Description of the task
Every line in the records below that holds "MicroPython" must be identified and copied.

Stored items:

_ _ _

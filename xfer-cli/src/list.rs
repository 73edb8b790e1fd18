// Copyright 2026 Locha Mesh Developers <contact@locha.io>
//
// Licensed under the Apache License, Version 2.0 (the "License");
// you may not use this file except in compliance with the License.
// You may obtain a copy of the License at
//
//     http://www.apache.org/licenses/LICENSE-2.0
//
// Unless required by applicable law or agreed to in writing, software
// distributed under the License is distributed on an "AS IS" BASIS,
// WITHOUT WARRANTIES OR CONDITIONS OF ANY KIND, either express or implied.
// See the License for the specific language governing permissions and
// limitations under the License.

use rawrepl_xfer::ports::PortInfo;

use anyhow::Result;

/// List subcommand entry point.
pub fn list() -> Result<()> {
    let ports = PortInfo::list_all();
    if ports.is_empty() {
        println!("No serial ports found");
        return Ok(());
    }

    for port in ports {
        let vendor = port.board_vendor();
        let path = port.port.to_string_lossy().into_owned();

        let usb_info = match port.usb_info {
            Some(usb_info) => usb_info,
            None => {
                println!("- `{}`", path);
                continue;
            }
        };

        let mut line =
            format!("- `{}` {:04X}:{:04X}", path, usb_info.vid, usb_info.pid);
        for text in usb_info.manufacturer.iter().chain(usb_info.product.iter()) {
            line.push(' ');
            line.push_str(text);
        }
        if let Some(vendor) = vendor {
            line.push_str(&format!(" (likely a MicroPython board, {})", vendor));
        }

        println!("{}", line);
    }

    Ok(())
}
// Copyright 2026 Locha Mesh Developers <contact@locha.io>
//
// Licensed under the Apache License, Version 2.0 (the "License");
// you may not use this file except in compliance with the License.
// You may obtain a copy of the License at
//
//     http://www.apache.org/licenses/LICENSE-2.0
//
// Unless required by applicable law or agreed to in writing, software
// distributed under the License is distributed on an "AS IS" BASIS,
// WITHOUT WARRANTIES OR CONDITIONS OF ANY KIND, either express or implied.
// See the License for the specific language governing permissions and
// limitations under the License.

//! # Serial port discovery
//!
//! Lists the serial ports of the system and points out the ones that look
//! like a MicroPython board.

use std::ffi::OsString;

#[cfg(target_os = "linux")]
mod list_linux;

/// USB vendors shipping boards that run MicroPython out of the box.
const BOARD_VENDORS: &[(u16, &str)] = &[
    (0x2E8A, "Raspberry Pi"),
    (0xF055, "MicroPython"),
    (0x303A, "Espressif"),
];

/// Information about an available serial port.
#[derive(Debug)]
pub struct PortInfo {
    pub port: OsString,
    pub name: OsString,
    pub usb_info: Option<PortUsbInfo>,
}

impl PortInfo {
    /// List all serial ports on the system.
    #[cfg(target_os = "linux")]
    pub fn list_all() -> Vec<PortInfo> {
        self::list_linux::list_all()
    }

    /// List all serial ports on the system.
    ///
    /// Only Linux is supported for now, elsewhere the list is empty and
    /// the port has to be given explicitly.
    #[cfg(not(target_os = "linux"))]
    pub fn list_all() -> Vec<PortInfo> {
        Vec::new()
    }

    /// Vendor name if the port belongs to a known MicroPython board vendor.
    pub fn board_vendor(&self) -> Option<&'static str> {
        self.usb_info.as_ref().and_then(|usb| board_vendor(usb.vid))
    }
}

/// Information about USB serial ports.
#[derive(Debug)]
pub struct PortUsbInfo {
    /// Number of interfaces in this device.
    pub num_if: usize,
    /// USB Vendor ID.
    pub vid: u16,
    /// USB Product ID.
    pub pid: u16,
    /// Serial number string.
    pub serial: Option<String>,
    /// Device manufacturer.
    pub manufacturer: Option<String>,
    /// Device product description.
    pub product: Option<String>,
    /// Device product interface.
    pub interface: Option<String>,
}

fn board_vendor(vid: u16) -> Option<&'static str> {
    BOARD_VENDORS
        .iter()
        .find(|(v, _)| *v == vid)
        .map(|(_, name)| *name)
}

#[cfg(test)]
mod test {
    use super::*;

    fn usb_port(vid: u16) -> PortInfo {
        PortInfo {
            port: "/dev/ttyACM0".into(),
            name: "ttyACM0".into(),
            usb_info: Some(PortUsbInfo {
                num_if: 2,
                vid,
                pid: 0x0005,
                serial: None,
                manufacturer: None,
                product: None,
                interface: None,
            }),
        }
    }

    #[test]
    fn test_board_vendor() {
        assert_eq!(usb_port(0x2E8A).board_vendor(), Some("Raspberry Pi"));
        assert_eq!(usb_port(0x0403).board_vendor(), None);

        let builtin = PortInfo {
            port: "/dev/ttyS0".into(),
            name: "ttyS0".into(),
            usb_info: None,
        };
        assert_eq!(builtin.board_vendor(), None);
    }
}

_ _ _

Your solution
            line.push_str(&format!(" (likely a MicroPython board, {})", vendor));
//! like a MicroPython board.
/// USB vendors shipping boards that run MicroPython out of the box.
    (0xF055, "MicroPython"),
    /// Vendor name if the port belongs to a known MicroPython board vendor.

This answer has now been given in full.